(Items listed in a dataset)

----

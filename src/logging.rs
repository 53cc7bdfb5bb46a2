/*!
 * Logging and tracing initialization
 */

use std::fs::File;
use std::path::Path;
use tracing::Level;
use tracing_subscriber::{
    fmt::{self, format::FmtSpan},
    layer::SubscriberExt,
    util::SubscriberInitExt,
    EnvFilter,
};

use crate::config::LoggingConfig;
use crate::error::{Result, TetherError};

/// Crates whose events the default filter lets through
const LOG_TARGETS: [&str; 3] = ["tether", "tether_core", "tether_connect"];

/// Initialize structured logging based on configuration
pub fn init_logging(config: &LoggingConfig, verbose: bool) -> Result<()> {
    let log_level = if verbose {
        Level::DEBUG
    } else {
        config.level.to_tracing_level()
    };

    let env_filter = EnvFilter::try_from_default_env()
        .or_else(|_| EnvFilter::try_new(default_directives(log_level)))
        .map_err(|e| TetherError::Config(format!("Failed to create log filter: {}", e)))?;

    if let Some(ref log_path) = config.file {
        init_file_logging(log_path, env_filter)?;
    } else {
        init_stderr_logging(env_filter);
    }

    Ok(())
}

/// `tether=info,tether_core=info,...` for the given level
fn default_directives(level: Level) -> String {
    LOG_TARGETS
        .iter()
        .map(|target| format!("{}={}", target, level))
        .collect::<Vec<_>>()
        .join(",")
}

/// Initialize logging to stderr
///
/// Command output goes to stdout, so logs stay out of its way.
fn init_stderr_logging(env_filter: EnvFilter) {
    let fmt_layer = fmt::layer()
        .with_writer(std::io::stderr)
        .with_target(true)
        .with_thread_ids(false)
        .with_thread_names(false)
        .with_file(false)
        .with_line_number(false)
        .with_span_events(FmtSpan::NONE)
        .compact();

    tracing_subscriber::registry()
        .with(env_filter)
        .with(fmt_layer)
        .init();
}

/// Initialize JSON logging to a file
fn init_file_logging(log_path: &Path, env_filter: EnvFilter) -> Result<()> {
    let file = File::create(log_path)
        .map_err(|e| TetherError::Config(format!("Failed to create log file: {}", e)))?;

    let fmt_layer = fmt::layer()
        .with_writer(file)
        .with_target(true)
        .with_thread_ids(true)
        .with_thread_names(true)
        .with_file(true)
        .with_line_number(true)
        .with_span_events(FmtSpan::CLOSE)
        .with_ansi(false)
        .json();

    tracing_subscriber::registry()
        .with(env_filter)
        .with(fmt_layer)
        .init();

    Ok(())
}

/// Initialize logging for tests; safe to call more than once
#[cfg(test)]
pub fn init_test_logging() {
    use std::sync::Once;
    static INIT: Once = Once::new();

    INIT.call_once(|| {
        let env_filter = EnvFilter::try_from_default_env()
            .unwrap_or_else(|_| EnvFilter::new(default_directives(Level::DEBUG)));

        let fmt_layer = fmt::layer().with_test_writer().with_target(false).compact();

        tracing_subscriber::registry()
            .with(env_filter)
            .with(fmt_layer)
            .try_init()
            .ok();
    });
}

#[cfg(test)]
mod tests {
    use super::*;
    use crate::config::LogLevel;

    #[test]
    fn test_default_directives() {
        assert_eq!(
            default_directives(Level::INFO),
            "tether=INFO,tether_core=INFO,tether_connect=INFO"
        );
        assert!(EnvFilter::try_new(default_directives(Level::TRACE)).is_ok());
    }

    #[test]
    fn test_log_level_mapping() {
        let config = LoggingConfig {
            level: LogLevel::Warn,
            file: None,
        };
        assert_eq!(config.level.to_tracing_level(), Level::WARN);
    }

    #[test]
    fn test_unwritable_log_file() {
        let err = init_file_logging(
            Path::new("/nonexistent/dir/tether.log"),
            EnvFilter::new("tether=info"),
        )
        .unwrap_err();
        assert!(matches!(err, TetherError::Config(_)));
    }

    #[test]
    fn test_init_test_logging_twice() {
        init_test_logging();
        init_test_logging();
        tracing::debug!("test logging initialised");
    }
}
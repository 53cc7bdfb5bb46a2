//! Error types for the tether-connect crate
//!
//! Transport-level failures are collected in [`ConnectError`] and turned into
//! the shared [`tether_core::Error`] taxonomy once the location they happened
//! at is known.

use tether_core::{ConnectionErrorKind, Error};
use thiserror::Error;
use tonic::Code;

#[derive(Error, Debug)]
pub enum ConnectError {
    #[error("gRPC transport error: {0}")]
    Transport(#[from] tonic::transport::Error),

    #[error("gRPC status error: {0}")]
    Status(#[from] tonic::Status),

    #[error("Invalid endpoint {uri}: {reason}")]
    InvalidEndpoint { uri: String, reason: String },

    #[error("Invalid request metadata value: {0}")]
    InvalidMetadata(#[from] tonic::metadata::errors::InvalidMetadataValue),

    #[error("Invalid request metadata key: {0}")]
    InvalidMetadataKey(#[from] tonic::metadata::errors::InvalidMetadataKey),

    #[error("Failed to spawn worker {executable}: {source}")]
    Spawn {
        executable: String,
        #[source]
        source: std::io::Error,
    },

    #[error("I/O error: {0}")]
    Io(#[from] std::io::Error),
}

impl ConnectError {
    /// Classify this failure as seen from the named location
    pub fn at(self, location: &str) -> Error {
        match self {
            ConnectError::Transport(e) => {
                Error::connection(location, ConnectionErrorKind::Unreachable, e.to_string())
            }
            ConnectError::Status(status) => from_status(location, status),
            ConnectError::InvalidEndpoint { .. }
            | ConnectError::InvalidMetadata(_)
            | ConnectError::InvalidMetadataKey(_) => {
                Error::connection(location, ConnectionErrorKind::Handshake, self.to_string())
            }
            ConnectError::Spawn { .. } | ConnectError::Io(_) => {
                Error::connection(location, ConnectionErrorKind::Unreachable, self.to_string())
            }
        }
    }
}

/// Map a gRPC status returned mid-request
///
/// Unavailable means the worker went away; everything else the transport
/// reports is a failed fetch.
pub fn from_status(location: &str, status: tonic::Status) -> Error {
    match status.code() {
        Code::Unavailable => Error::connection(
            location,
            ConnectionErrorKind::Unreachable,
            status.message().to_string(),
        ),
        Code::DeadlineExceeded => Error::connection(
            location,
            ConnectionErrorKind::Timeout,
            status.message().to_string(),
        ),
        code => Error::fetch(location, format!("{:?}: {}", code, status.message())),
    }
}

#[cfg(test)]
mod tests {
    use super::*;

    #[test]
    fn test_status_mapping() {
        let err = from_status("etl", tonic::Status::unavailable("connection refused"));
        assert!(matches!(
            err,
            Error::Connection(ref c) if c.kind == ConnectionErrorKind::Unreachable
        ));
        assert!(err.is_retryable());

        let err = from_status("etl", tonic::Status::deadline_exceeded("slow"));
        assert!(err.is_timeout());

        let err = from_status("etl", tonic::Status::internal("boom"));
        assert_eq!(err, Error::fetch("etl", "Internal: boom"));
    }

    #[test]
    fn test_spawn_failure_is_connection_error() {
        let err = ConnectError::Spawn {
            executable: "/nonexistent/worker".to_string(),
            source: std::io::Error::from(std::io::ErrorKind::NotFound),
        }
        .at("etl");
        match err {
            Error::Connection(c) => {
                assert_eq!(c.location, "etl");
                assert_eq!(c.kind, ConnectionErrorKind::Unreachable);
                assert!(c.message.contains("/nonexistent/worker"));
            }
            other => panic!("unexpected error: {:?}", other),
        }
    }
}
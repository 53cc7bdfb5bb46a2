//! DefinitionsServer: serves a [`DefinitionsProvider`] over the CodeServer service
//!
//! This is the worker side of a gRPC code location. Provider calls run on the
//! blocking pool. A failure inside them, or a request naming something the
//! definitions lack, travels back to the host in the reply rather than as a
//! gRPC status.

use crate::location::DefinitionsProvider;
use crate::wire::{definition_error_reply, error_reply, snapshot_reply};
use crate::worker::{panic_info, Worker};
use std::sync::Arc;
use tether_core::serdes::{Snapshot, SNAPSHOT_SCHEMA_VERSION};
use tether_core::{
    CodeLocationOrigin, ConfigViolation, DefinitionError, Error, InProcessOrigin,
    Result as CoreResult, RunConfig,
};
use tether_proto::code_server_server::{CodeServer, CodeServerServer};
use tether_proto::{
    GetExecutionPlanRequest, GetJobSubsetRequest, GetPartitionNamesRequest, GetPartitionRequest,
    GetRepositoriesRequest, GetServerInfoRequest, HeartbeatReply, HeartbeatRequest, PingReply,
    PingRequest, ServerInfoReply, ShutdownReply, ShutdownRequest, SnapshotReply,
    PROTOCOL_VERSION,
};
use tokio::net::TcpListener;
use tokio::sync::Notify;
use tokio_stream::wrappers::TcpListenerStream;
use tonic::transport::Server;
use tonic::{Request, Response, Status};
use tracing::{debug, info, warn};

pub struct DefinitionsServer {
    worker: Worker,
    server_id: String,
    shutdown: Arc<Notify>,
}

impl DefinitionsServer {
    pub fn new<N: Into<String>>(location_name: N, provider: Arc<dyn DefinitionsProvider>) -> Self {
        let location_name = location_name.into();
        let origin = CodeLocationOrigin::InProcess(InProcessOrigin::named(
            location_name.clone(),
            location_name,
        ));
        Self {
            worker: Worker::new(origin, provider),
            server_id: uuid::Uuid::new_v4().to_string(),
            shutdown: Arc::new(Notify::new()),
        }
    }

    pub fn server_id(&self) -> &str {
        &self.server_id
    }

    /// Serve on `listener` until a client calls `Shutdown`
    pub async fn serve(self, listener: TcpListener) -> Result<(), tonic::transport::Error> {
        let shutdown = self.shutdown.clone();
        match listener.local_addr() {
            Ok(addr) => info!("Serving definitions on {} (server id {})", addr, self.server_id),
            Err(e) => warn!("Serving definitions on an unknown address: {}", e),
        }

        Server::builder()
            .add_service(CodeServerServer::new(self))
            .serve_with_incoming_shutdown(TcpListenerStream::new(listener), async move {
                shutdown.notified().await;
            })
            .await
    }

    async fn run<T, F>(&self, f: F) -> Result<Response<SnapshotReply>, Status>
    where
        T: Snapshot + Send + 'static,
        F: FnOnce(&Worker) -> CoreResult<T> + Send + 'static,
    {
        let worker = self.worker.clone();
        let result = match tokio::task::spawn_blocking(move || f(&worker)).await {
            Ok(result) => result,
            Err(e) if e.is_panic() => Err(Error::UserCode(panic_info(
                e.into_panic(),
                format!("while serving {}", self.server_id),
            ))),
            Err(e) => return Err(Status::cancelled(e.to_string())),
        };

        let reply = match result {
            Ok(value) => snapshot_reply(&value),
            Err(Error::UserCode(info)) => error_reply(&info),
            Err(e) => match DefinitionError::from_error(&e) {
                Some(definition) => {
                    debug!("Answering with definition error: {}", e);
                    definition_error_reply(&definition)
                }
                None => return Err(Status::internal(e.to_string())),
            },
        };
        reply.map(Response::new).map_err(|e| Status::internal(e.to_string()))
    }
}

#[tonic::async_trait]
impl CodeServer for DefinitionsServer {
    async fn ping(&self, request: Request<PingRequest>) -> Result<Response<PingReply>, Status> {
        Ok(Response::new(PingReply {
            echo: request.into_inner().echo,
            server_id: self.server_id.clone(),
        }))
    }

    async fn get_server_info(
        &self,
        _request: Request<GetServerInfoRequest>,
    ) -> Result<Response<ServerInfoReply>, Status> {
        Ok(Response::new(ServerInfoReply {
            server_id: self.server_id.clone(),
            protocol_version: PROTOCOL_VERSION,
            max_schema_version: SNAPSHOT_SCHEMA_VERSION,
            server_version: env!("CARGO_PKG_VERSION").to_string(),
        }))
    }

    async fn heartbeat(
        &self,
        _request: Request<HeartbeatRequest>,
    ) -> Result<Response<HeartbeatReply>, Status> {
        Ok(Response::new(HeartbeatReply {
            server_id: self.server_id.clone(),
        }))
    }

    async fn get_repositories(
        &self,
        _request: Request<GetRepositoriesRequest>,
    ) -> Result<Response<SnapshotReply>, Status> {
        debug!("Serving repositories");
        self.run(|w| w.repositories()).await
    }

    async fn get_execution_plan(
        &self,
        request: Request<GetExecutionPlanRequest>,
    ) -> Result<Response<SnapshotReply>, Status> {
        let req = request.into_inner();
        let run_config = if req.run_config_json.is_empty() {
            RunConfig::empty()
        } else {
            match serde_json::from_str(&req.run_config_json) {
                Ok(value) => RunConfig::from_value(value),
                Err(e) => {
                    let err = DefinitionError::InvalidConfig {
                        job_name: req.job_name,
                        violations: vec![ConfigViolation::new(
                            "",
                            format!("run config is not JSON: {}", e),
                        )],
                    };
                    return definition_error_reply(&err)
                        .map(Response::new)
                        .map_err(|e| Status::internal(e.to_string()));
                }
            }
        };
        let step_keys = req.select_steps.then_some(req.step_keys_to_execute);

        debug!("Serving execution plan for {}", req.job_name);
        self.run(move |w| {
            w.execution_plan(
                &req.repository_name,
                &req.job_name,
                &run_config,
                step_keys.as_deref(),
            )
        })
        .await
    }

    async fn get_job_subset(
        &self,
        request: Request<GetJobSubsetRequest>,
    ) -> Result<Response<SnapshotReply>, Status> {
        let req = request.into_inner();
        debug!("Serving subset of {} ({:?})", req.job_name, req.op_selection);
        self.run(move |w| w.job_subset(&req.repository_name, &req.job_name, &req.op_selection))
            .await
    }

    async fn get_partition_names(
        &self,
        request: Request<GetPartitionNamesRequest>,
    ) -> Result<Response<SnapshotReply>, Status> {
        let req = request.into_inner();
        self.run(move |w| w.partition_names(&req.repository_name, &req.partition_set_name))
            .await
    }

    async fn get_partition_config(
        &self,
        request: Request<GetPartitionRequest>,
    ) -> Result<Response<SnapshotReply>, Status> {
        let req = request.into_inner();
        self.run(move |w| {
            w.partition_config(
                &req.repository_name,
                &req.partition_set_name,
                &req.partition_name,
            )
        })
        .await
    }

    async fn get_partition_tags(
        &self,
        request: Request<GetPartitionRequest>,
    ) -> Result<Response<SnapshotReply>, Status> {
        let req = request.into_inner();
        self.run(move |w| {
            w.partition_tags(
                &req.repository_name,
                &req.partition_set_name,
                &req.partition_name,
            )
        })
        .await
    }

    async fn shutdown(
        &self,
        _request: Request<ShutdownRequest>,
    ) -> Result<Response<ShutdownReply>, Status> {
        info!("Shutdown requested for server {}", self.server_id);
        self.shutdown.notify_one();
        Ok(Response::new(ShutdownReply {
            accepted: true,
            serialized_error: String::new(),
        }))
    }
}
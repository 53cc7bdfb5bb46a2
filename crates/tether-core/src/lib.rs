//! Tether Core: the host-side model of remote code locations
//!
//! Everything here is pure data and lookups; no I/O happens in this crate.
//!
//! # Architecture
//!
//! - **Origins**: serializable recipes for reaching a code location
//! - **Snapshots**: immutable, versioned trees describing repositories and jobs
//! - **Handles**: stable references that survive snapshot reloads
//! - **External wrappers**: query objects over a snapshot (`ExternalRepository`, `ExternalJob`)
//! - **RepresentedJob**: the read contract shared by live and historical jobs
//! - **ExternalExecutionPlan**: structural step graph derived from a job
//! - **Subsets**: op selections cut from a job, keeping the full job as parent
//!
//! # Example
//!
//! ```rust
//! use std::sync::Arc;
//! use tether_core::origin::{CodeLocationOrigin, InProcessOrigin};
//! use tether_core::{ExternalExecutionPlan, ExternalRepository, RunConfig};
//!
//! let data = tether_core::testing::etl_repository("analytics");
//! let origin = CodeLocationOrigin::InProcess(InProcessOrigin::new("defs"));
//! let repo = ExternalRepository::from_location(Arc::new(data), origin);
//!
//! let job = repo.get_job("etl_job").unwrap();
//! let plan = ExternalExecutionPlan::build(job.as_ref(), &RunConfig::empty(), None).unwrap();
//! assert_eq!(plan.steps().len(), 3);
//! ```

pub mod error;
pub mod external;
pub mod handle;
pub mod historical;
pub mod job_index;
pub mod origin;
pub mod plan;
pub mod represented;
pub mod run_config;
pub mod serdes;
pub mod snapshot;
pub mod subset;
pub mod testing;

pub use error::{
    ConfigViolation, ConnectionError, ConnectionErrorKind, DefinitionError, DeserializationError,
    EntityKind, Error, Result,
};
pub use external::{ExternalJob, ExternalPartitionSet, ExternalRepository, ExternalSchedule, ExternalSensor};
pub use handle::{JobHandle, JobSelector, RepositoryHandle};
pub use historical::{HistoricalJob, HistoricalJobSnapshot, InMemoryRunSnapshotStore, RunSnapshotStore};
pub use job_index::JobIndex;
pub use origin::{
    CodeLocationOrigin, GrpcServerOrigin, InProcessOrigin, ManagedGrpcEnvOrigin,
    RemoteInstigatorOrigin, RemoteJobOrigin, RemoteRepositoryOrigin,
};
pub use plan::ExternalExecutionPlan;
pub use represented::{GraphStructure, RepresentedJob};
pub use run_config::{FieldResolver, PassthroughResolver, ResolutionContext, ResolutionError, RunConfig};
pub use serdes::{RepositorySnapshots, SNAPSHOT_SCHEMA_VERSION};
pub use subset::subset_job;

----

• **Your instructions**
For each line above that contains "ExternalRepository", add one to a count, then state only the final number.

• **Task answer**
4